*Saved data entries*
* * * * * * * * *

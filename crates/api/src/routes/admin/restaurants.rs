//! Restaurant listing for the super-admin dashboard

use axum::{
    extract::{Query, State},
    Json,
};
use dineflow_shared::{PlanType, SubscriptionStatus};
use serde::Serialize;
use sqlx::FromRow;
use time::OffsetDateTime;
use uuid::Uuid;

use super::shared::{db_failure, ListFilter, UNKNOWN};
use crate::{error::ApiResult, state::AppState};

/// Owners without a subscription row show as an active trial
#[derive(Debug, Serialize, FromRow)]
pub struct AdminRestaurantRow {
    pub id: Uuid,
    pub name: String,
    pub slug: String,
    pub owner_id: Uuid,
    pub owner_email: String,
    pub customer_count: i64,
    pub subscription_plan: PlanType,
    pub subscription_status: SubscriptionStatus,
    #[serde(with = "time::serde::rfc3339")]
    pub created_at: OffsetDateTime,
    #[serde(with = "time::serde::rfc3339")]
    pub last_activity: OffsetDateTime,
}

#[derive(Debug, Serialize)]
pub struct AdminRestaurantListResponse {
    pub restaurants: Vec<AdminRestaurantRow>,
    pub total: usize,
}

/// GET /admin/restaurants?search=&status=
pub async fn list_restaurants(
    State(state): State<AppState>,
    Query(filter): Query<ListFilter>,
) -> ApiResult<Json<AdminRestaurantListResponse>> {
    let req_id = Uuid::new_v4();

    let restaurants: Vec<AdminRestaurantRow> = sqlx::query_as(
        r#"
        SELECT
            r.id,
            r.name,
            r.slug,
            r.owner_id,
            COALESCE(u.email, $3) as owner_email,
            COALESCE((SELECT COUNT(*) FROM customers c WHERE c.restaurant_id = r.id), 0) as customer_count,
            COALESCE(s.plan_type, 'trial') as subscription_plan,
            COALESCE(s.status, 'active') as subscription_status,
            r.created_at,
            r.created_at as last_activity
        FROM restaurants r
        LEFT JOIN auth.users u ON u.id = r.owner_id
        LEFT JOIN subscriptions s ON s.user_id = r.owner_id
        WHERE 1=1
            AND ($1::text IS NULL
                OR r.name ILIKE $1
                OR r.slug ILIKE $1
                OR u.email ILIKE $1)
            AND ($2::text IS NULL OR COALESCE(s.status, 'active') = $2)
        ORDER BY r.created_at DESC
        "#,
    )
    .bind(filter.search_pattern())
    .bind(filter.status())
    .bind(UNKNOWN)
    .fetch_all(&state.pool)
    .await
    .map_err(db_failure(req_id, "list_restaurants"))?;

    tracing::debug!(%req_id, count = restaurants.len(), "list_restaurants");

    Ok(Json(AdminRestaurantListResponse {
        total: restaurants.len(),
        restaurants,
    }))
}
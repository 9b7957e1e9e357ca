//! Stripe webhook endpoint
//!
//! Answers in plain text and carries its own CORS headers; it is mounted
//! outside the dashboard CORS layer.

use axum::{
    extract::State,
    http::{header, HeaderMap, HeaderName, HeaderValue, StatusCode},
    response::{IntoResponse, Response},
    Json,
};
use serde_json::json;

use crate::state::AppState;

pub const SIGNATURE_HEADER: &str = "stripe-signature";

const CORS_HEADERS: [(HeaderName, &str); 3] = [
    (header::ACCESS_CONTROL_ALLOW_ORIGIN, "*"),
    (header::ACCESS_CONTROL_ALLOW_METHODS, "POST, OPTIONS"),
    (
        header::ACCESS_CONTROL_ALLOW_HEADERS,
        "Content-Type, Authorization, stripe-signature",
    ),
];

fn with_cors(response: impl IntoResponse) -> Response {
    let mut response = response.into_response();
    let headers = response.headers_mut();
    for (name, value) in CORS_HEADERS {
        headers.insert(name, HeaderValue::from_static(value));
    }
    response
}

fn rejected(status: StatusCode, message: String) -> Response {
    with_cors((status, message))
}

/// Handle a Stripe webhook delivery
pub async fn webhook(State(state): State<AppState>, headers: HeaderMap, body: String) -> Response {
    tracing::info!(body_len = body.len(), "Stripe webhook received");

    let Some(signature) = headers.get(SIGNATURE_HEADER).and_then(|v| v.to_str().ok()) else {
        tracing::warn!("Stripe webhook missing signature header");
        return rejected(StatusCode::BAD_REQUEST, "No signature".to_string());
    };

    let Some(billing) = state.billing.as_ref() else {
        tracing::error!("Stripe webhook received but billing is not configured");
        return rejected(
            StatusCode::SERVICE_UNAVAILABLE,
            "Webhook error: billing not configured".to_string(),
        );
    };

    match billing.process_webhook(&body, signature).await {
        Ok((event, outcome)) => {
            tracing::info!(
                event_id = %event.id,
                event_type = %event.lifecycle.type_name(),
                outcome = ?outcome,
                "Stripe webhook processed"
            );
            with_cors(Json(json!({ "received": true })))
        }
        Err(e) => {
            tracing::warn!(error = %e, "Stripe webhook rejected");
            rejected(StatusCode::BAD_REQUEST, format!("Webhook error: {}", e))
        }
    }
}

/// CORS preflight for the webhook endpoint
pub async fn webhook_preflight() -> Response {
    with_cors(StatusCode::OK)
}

* * * * * * * * *

For each line in the data above that contains the string "event", extract the line.

        Ok((event, outcome)) => {
                event_id = %event.id,
                event_type = %event.lifecycle.type_name(),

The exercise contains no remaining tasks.